C’est un réveil brutal : près de la moitié des Américains pensent qu’ils survivront avec 1 000 dollars par mois à la retraite, sans compter le logement.

Une enquête réalisée en 2024 par GOBankingRates a extrait les données. Ça n’a pas l’air bien.

La plupart des gens affirment qu’ils respectent un budget. Kilgore n’est pas d’accord. S’il n’est pas écrit (sur une feuille de calcul ou un cahier), ce n’est pas un budget. C’est un espoir. L’espoir n’équilibre pas un chéquier.

Articles en solde dont vous n’avez pas besoin

Voir une vente sur des céréales de marque. Avez-vous besoin de céréales ? Peut-être pas. Mais c’est 40% de réduction. Alors tu l’achètes.

Ne combattez pas cette envie par la seule volonté. Changez le système.

Planifiez vos repas en fonction de l’annonce hebdomadaire. Vérifiez les sections de démarques près du comptoir des viandes. Le prix des articles arrivant à expiration dans 24 heures est souvent réduit. Utilisez des coupons numériques. Ils prêtent à confusion, oui. Demandez à un commis au comptoir de service. Ils veulent aider, principalement parce que cela accélère le mouvement des lignes.

Des achats en gros qui font mal

Costco et Sam’s Club sont cultes pour une raison. Le volume implique la valeur.

Parfois.

Les emballages de taille moyenne surpassent souvent le gros en termes de prix unitaire. Les magasins affichent des prix unitaires, mais ils sont minuscules. Sortez la calculatrice de votre téléphone. Vérifiez les calculs.

Kilgore suggère de partager les gros achats avec des amis ou des voisins. Ou en famille. Pourquoi acheter un sac de riz de 10 livres seul si vous pouvez partager ?

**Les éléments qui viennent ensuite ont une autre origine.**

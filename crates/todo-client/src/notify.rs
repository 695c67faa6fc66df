//! Notification surface.
//!
//! Transient success/error banners raised by gateway responses. The
//! notifier is owned by the app and passed by reference into render code;
//! there is no global channel. Expiry is computed against a caller-supplied
//! instant so it can be tested without sleeping.

use std::time::{Duration, Instant};

/// How long a banner stays visible.
const DISPLAY_TIME: Duration = Duration::from_secs(4);

#[derive(Debug, Clone, Copy, PartialEq, Eq)]
pub enum NotificationKind {
    Success,
    Error,
}

#[derive(Debug, Clone)]
pub struct Notification {
    pub kind: NotificationKind,
    pub text: String,
    raised_at: Instant,
}

/// Handle for raising and draining banners.
#[derive(Debug, Default)]
pub struct Notifier {
    notifications: Vec<Notification>,
}

impl Notifier {
    pub fn new() -> Self {
        Self::default()
    }

    pub fn success(&mut self, text: impl Into<String>) {
        self.push(NotificationKind::Success, text.into());
    }

    pub fn error(&mut self, text: impl Into<String>) {
        self.push(NotificationKind::Error, text.into());
    }

    fn push(&mut self, kind: NotificationKind, text: String) {
        tracing::debug!(?kind, %text, "notification raised");
        self.notifications.push(Notification {
            kind,
            text,
            raised_at: Instant::now(),
        });
    }

    /// Drop banners older than the display window, then return the rest
    /// in the order they were raised.
    pub fn visible(&mut self, now: Instant) -> &[Notification] {
        self.notifications
            .retain(|n| now.duration_since(n.raised_at) < DISPLAY_TIME);
        &self.notifications
    }
}

#[cfg(test)]
mod tests {
    use super::*;

    #[test]
    fn raised_banners_are_visible_in_order() {
        let mut notifier = Notifier::new();
        notifier.success("Todo added successfully!");
        notifier.error("Error creating resource");

        let visible = notifier.visible(Instant::now());
        assert_eq!(visible.len(), 2);
        assert_eq!(visible[0].kind, NotificationKind::Success);
        assert_eq!(visible[0].text, "Todo added successfully!");
        assert_eq!(visible[1].kind, NotificationKind::Error);
    }

    #[test]
    fn banners_expire_after_the_display_window() {
        let mut notifier = Notifier::new();
        notifier.success("Todo deleted!");

        let later = Instant::now() + DISPLAY_TIME + Duration::from_secs(1);
        assert!(notifier.visible(later).is_empty());

        // Once dropped, a banner stays dropped.
        assert!(notifier.visible(Instant::now() + DISPLAY_TIME * 2).is_empty());
    }

    #[test]
    fn fresh_banners_survive_a_prune_of_stale_ones() {
        let mut notifier = Notifier::new();
        notifier.error("old");
        let later = Instant::now() + DISPLAY_TIME + Duration::from_secs(1);
        notifier.visible(later);

        notifier.success("new");
        let visible = notifier.visible(Instant::now());
        assert_eq!(visible.len(), 1);
        assert_eq!(visible[0].text, "new");
    }
}
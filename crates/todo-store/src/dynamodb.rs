use std::collections::HashMap;

use async_trait::async_trait;
use aws_sdk_dynamodb::types::{AttributeValue, ReturnValue};
use aws_sdk_dynamodb::Client;
use chrono::{DateTime, Utc};
use todo_domain::{DeleteResult, Todo, TodoId};

use crate::{new_todo, StoreError, TodoStore};

/// DynamoDB 実装
///
/// パーティションキー `id` のみの 1 テーブルを所有する。一覧は scan、
/// 削除は `ReturnValues=ALL_OLD` で旧アイテムの有無から件数を導出する。
#[derive(Clone)]
pub struct DynamoTodoStore {
    client: Client,
    table_name: String,
}

impl DynamoTodoStore {
    /// SDK の既定設定でクライアントを構築する。
    /// `endpoint_url` があればローカルストア等に向ける。
    pub async fn connect(table_name: &str, endpoint_url: Option<&str>) -> Self {
        let config = aws_config::load_defaults(aws_config::BehaviorVersion::latest()).await;
        let client = match endpoint_url {
            Some(url) => {
                let conf = aws_sdk_dynamodb::config::Builder::from(&config)
                    .endpoint_url(url)
                    .build();
                Client::from_conf(conf)
            }
            None => Client::new(&config),
        };
        Self {
            client,
            table_name: table_name.to_string(),
        }
    }
}

#[async_trait]
impl TodoStore for DynamoTodoStore {
    async fn list_all(&self) -> Result<Vec<Todo>, StoreError> {
        let result = self
            .client
            .scan()
            .table_name(&self.table_name)
            .send()
            .await
            .map_err(|e| StoreError::Request(e.to_string()))?;

        Ok(result.items().iter().filter_map(item_to_todo).collect())
    }

    async fn create(&self, title: Option<String>) -> Result<Todo, StoreError> {
        let todo = new_todo(title);

        let mut put = self
            .client
            .put_item()
            .table_name(&self.table_name)
            .item("id", AttributeValue::S(todo.id.as_str().to_string()))
            .item("created_at", AttributeValue::S(todo.created_at.to_rfc3339()))
            .item("updated_at", AttributeValue::S(todo.updated_at.to_rfc3339()));
        if let Some(title) = &todo.title {
            put = put.item("title", AttributeValue::S(title.clone()));
        }

        put.send()
            .await
            .map_err(|e| StoreError::Request(e.to_string()))?;

        Ok(todo)
    }

    async fn delete_by_id(&self, id: &str) -> Result<DeleteResult, StoreError> {
        let result = self
            .client
            .delete_item()
            .table_name(&self.table_name)
            .key("id", AttributeValue::S(id.to_string()))
            .return_values(ReturnValue::AllOld)
            .send()
            .await
            .map_err(|e| StoreError::Request(e.to_string()))?;

        let deleted_count = u64::from(result.attributes().is_some());
        Ok(DeleteResult { deleted_count })
    }

    async fn ping(&self) -> Result<(), StoreError> {
        self.client
            .describe_table()
            .table_name(&self.table_name)
            .send()
            .await
            .map_err(|e| StoreError::Unavailable(e.to_string()))?;
        Ok(())
    }
}

fn item_to_todo(item: &HashMap<String, AttributeValue>) -> Option<Todo> {
    Some(Todo {
        id: TodoId::from(item.get("id")?.as_s().ok()?.clone()),
        title: item.get("title").and_then(|v| v.as_s().ok()).cloned(),
        created_at: parse_timestamp(item.get("created_at")?)?,
        updated_at: parse_timestamp(item.get("updated_at")?)?,
    })
}

fn parse_timestamp(value: &AttributeValue) -> Option<DateTime<Utc>> {
    let raw = value.as_s().ok()?;
    DateTime::parse_from_rfc3339(raw)
        .ok()
        .map(|dt| dt.with_timezone(&Utc))
}
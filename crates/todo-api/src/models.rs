//! リクエストの形

use serde::Deserialize;

/// POST /todo リクエスト
///
/// `title` はここでは検証しない（必須チェックはクライアントのフォームのみ）。
/// 欠落した title はそのままストア層へ渡る。
#[derive(Debug, Default, Deserialize)]
pub struct CreateTodoRequest {
    #[serde(default)]
    pub title: Option<String>,
}
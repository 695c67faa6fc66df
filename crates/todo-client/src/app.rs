//! UI shell.
//!
//! A table of todos with an inline add form. Every mutation re-fetches the
//! full list from the server; there is no optimistic update. Gateway calls
//! run on the UI thread; the loading flag is advisory, not a mutex.

use std::time::{Duration, Instant};

use todo_domain::{Todo, TodoId};

use crate::config::ClientConfig;
use crate::gateway::Gateway;
use crate::notify::{NotificationKind, Notifier};

pub struct TodoApp {
    gateway: Gateway,
    todos: Vec<Todo>,
    title_input: String,
    loading: bool,
    loaded_once: bool,
    confirm_delete: Option<TodoId>,
    notifier: Notifier,
}

impl TodoApp {
    pub fn new(config: &ClientConfig) -> Self {
        Self {
            gateway: Gateway::new(config),
            todos: Vec::new(),
            title_input: String::new(),
            loading: false,
            loaded_once: false,
            confirm_delete: None,
            notifier: Notifier::new(),
        }
    }

    /// Replace the local collection with the server's current list.
    fn refresh(&mut self) {
        self.loading = true;
        let result = self.gateway.fetch_todos();
        self.loading = false;

        match result {
            Ok(todos) => self.todos = todos,
            Err(err) => self.notifier.error(err.to_string()),
        }
    }

    fn add_todo(&mut self) {
        let title = self.title_input.trim().to_string();
        if title.is_empty() {
            self.notifier.error("Please enter todo title");
            return;
        }

        self.loading = true;
        let result = self.gateway.create_todo(&title);
        self.loading = false;

        match result {
            Ok(_) => {
                self.notifier.success("Todo added successfully!");
                self.title_input.clear();
                self.refresh();
            }
            // No refresh on failure; the local list stays as-is.
            Err(err) => self.notifier.error(err.to_string()),
        }
    }

    fn delete_todo(&mut self, id: &TodoId) {
        self.loading = true;
        let result = self.gateway.delete_todo(id.as_str());
        self.loading = false;

        match result {
            Ok(_) => {
                self.notifier.success("Todo deleted!");
                self.refresh();
            }
            Err(err) => self.notifier.error(err.to_string()),
        }
    }

    fn render_notifications(&mut self, ctx: &egui::Context) {
        let banners = self.notifier.visible(Instant::now()).to_vec();
        if banners.is_empty() {
            return;
        }

        egui::TopBottomPanel::bottom("notifications").show(ctx, |ui| {
            for banner in &banners {
                let color = match banner.kind {
                    NotificationKind::Success => egui::Color32::DARK_GREEN,
                    NotificationKind::Error => egui::Color32::RED,
                };
                ui.colored_label(color, &banner.text);
            }
        });
        // Keep repainting while banners are up so they expire on time.
        ctx.request_repaint_after(Duration::from_millis(250));
    }

    fn render_confirm_dialog(&mut self, ctx: &egui::Context) {
        let Some(id) = self.confirm_delete.clone() else {
            return;
        };

        egui::Window::new("Delete this todo?")
            .collapsible(false)
            .resizable(false)
            .anchor(egui::Align2::CENTER_CENTER, [0.0, 0.0])
            .show(ctx, |ui| {
                ui.horizontal(|ui| {
                    if ui.button("Yes").clicked() {
                        self.confirm_delete = None;
                        self.delete_todo(&id);
                    }
                    if ui.button("No").clicked() {
                        self.confirm_delete = None;
                    }
                });
            });
    }
}

impl eframe::App for TodoApp {
    fn update(&mut self, ctx: &egui::Context, _frame: &mut eframe::Frame) {
        // Initial list fetch, exactly once.
        if !self.loaded_once {
            self.loaded_once = true;
            self.refresh();
        }

        self.render_notifications(ctx);
        self.render_confirm_dialog(ctx);

        egui::CentralPanel::default().show(ctx, |ui| {
            ui.heading("Todo App");
            ui.add_space(8.0);

            let mut submitted = false;
            ui.horizontal(|ui| {
                let response = ui.add(
                    egui::TextEdit::singleline(&mut self.title_input).hint_text("Enter todo"),
                );
                let enter_pressed = ui.input(|i| i.key_pressed(egui::Key::Enter));
                if response.lost_focus() && enter_pressed {
                    submitted = true;
                }
                ui.add_enabled_ui(!self.loading, |ui| {
                    if ui.button("Add Todo").clicked() {
                        submitted = true;
                    }
                });
            });
            if submitted {
                self.add_todo();
            }

            ui.add_space(12.0);
            if self.loading {
                ui.spinner();
            }

            let mut pending_delete: Option<TodoId> = None;
            egui::ScrollArea::vertical().max_height(400.0).show(ui, |ui| {
                egui::Grid::new("todo_table")
                    .num_columns(2)
                    .striped(true)
                    .min_col_width(220.0)
                    .show(ui, |ui| {
                        ui.strong("Todo");
                        ui.strong("Actions");
                        ui.end_row();

                        for todo in &self.todos {
                            ui.label(todo.title.as_deref().unwrap_or(""));
                            if ui.button("Delete").clicked() {
                                pending_delete = Some(todo.id.clone());
                            }
                            ui.end_row();
                        }
                    });
            });
            if pending_delete.is_some() {
                self.confirm_delete = pending_delete;
            }
        });
    }
}
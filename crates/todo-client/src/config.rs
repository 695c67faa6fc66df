//! Client configuration.

/// Default server URL
const DEFAULT_SERVER_URL: &str = "http://127.0.0.1:3000";

/// Client configuration, read from the environment.
#[derive(Debug, Clone)]
pub struct ClientConfig {
    /// Base URL of the todo service
    pub server_url: String,
}

impl ClientConfig {
    pub fn from_env() -> Self {
        let server_url =
            std::env::var("SERVER_URL").unwrap_or_else(|_| DEFAULT_SERVER_URL.to_string());
        Self { server_url }
    }
}

impl Default for ClientConfig {
    fn default() -> Self {
        Self::from_env()
    }
}
//! Record Access Layer
//!
//! Todo コレクションへの 3 操作（一覧・作成・削除）と疎通確認を抽象化し、
//! DynamoDB 実装と InMemory 実装を提供します。各操作はストアへの単発の
//! ラウンドトリップで、リトライやフォールバックは行いません。

mod dynamodb;
mod memory;

pub use dynamodb::DynamoTodoStore;
pub use memory::MemoryTodoStore;

use async_trait::async_trait;
use todo_domain::{DeleteResult, Todo, TodoId};

/// ストア層のエラー
///
/// 障害の詳細は呼び出し側でログにのみ残し、クライアントへは返さない想定。
#[derive(Debug, thiserror::Error)]
pub enum StoreError {
    /// ストアへの接続・疎通の失敗
    #[error("store unavailable: {0}")]
    Unavailable(String),
    /// 個々の読み書き要求の失敗
    #[error("store request failed: {0}")]
    Request(String),
}

/// Todo コレクションへの最小抽象
#[async_trait]
pub trait TodoStore: Send + Sync {
    /// 全件をストア順で取得（0 件なら空列）
    async fn list_all(&self) -> Result<Vec<Todo>, StoreError>;

    /// レコードを 1 件作成し、作成されたレコードを返す
    ///
    /// ID とタイムスタンプはストア層が割り当てる。`title` は検証せず
    /// そのまま保存する（None はタイトル無しレコードになる）。
    async fn create(&self, title: Option<String>) -> Result<Todo, StoreError>;

    /// ID 一致のレコードを高々 1 件削除する
    ///
    /// 存在しない ID はエラーではなく `deletedCount: 0` を返す。
    async fn delete_by_id(&self, id: &str) -> Result<DeleteResult, StoreError>;

    /// 接続状態の確認（起動時チェックと readiness プローブ用）
    async fn ping(&self) -> Result<(), StoreError>;
}

/// 新規レコードの組み立て（実装間で共通）
fn new_todo(title: Option<String>) -> Todo {
    let now = chrono::Utc::now();
    Todo {
        id: TodoId::new(),
        title,
        created_at: now,
        updated_at: now,
    }
}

Trop de denrées périssables

Les achats en gros échouent rapidement lorsque la nourriture se gâte.

Aaron Cirksena, fondateur de MDRN Capital, voit des retraités dépenser de l’argent ici chaque jour. Acheter 20 pommes dont deux pourrissent d’ici vendredi. Des viandes qui se gâtent avant de trouver la recette.

C’est particulièrement difficile pour les célibataires ou les couples. Un seul ananas équivaut à une portion. Un sac en tranches de la charcuterie ? C’est 5 $ minimum. Achetez le fruit entier. 3 $ maximum. Vous l’avez coupé. Vous économisez deux dollars. C’est aussi simple que ça.

Aussi : les grandes marques sont une taxe sur la paresse. La version hors marque dans l’allée à côté a le même goût. Les ingrédients sont souvent identiques. Vérifier. Vous le trouverez.

Produits hors saison

Des fraises d’hiver ? Payez une prime.

Printemps? Vergers locaux ouverts. Les marchés de producteurs sont en effervescence. Les prix baissent.

Le conseil de Kilgore : apprenez vos saisons locales. Construisez votre menu autour de ce qui pousse actuellement à proximité. Ce n’est pas ce qui a l’air joli en janvier.

“Vous pouvez généralement économiser au moins 15 %.”

Cela s’additionne. Plus d’un an. Au sujet d’une retraite.

Il ne s’agit pas de privation. Il s’agit de remarquer. Qu’emportez-vous chez vous ?

Qui mange vraiment ce fromage en vrac ?

Le chariot attend. Il est toujours là, plein de choses que vous pensez vouloir, vide de choses dont vous avez réellement besoin. Vous devez décider. Chaque voyage.